When I recently purchased two new trees to plant in my lawn, I was advised to keep the grass from growing next to the tree trunks. Is there some reason for this? I like the look of grass growing under trees. I have a line trimmer so I can keep it trimmed.

There are good reasons for keeping grass and weeds away from tree trunks. You have mentioned the most important one. Line trimmers can cause extensive damage to tree trunks.
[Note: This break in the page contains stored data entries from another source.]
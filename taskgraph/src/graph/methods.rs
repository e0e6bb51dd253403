//! Running the same tasks under every mode combination and comparing them.

use super::{FinalResults, TaskGraph};
use crate::errors::TaskGraphError;
use crate::stage::{ExecutionMode, StageMode};
use crate::task::TaskKey;
use serde::Serialize;
use serde_json::Value;
use std::collections::{BTreeMap, HashSet};
use std::time::Instant;
use tracing::info;

/// Every stage mode paired with every execution mode.
pub const ALL_MODES: [(StageMode, ExecutionMode); 8] = [
    (StageMode::Inline, ExecutionMode::Sequential),
    (StageMode::Inline, ExecutionMode::Threads),
    (StageMode::Inline, ExecutionMode::Processes),
    (StageMode::Inline, ExecutionMode::Async),
    (StageMode::Process, ExecutionMode::Sequential),
    (StageMode::Process, ExecutionMode::Threads),
    (StageMode::Process, ExecutionMode::Processes),
    (StageMode::Process, ExecutionMode::Async),
];

/// Wall time of one run.
#[derive(Debug, Clone, PartialEq, Serialize)]
pub struct MethodTiming {
    /// Stage mode applied to every stage.
    pub stage_mode: StageMode,
    /// Execution mode applied to every stage.
    pub execution_mode: ExecutionMode,
    /// Seconds from seeding to teardown.
    pub elapsed_secs: f64,
}

/// Timings and merged result tables of a mode comparison.
///
/// Tables are merged run after run; an entry from a later run replaces the
/// same entry from an earlier one.
#[derive(Debug, Clone, Default, Serialize)]
pub struct MethodReport {
    /// One row per mode pair, in run order.
    pub timings: Vec<MethodTiming>,
    /// Terminal outcomes per initial task.
    pub final_results: FinalResults,
    /// Failed tasks keyed by stage tag, then by error info.
    pub errors: BTreeMap<String, BTreeMap<String, Vec<Value>>>,
    /// Fail records keyed by stage tag, then by error kind.
    pub fails: BTreeMap<String, BTreeMap<String, Vec<(Value, f64)>>>,
    /// Initial tasks that failed in any run, first occurrence kept.
    pub failed_tasks: Vec<Value>,
    #[serde(skip)]
    failed_keys: HashSet<TaskKey>,
}

impl MethodReport {
    /// Returns the wall time measured for a mode pair.
    #[must_use]
    pub fn elapsed(&self, stage_mode: StageMode, execution_mode: ExecutionMode) -> Option<f64> {
        self.timings
            .iter()
            .find(|t| t.stage_mode == stage_mode && t.execution_mode == execution_mode)
            .map(|t| t.elapsed_secs)
    }

    fn absorb(&mut self, graph: &TaskGraph) {
        for (task, terminals) in graph.final_results().iter() {
            self.final_results.insert(task.clone(), terminals.to_vec());
        }
        for ((info, stage), tasks) in graph.errors_by_kind() {
            self.errors.entry(stage).or_default().insert(info, tasks);
        }
        for ((kind, stage), timeline) in graph.fail_timeline() {
            self.fails.entry(stage).or_default().insert(kind, timeline);
        }
        for task in graph.failed_initial_tasks() {
            if self.failed_keys.insert(TaskKey::of(task)) {
                self.failed_tasks.push(task.clone());
            }
        }
    }
}

impl TaskGraph {
    /// Runs `tasks` once for every pair in [`ALL_MODES`].
    ///
    /// Stages keep the modes of the last pair afterwards. Dedicated-process
    /// and process-pool runs need a worker launcher in the configuration.
    pub async fn test_methods(&mut self, tasks: Vec<Value>) -> Result<MethodReport, TaskGraphError> {
        self.test_modes(tasks, &ALL_MODES).await
    }

    /// Runs `tasks` once per mode pair in `modes`, timing each run and
    /// merging its tables into the report.
    pub async fn test_modes(
        &mut self,
        tasks: Vec<Value>,
        modes: &[(StageMode, ExecutionMode)],
    ) -> Result<MethodReport, TaskGraphError> {
        let mut report = MethodReport::default();
        for &(stage_mode, execution_mode) in modes {
            self.set_graph_mode(stage_mode, execution_mode);
            let started = Instant::now();
            self.start_tree(tasks.clone()).await?;
            let elapsed_secs = started.elapsed().as_secs_f64();
            info!(%stage_mode, %execution_mode, elapsed_secs, "Timed graph run");

            report.timings.push(MethodTiming {
                stage_mode,
                execution_mode,
                elapsed_secs,
            });
            report.absorb(self);
        }
        Ok(report)
    }
}

#[cfg(test)]
mod tests {
    use super::*;
    use crate::config::GraphConfig;
    use crate::graph::TaskChain;
    use crate::stage::{Stage, StageFunction};
    use crate::task::TaskError;
    use pretty_assertions::assert_eq;
    use serde_json::json;

    const INLINE_MODES: [(StageMode, ExecutionMode); 3] = [
        (StageMode::Inline, ExecutionMode::Sequential),
        (StageMode::Inline, ExecutionMode::Threads),
        (StageMode::Inline, ExecutionMode::Async),
    ];

    fn chain(dir: &std::path::Path) -> TaskGraph {
        let add_one = StageFunction::blocking("add_one", |v: Value| Ok(json!(v.as_i64().unwrap_or(0) + 1)));
        let halve = StageFunction::blocking("halve", |v: Value| match v.as_i64() {
            Some(n) if n % 2 == 0 => Ok(json!(n / 2)),
            _ => Err(TaskError::new("ValueError", format!("{v} is odd"))),
        });
        TaskChain::with_config(
            vec![Stage::new("A", add_one), Stage::new("B", halve)],
            GraphConfig::new().with_log_dir(dir.join("logs")),
        )
        .unwrap()
    }

    #[tokio::test]
    async fn test_modes_time_and_merge_every_run() {
        let dir = tempfile::tempdir().unwrap();
        let mut graph = chain(dir.path());

        let report = graph
            .test_modes(vec![json!(1), json!(2), json!(3)], &INLINE_MODES)
            .await
            .unwrap();

        assert_eq!(report.timings.len(), 3);
        for (stage_mode, execution_mode) in INLINE_MODES {
            assert!(report.elapsed(stage_mode, execution_mode).is_some());
        }
        assert_eq!(report.elapsed(StageMode::Process, ExecutionMode::Sequential), None);

        assert_eq!(report.final_results.len(), 3);
        assert_eq!(
            report.final_results.values(&json!(3)),
            vec![(json!(2), "Stage 2[halve]".to_string())]
        );
        assert_eq!(report.failed_tasks, vec![json!(2)]);
        assert_eq!(
            report.errors["Stage 2[halve]"].values().cloned().collect::<Vec<_>>(),
            vec![vec![json!(3)]]
        );
        let timeline = &report.fails["Stage 2[halve]"]["ValueError"];
        assert_eq!(timeline.len(), 1);
        assert_eq!(timeline[0].0, json!(3));

        for stage in graph.stages() {
            assert_eq!(stage.settings().execution_mode, ExecutionMode::Async);
        }
    }

    #[tokio::test]
    async fn test_report_serializes_to_json() {
        let dir = tempfile::tempdir().unwrap();
        let mut graph = chain(dir.path());

        let report = graph
            .test_modes(vec![json!(1)], &INLINE_MODES[..1])
            .await
            .unwrap();
        let value = serde_json::to_value(&report).unwrap();

        assert_eq!(value["timings"][0]["stage_mode"], json!(report.timings[0].stage_mode));
        assert_eq!(value["final_results"][0]["task"], json!(1));
        assert_eq!(value["final_results"][0]["terminals"][0]["stage"], json!("Stage 2[halve]"));
        assert_eq!(value["failed_tasks"], json!([]));
        assert!(value.get("failed_keys").is_none());
    }
}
The speed and force of the plastic lines can cut through the bark, especially with repeated use. The inner bark layers contain tubes that transfer food made by the leaves to the roots. When bark is damaged by mowers and line trimmers, some of these tubes are cut. This reduces food transfer to the roots and stunts tree growth. If bark is cut or damaged all the way around the trunk, trees will die.

The growth rate of a young landscape tree can be doubled by providing an area around the tree without competition from grass or weeds. You can start with a 3-foot-diameter circle with a newly planted small tree. As the tree grows, expand the diameter to 6 feet or more.

Grass has a shallow fibrous root system that is very competitive for water and nutrients. In addition, grass roots produce a growth inhibitor that affects nearby plants. The combination of these two factors effectively doubles the growth rate of young trees without grass competition.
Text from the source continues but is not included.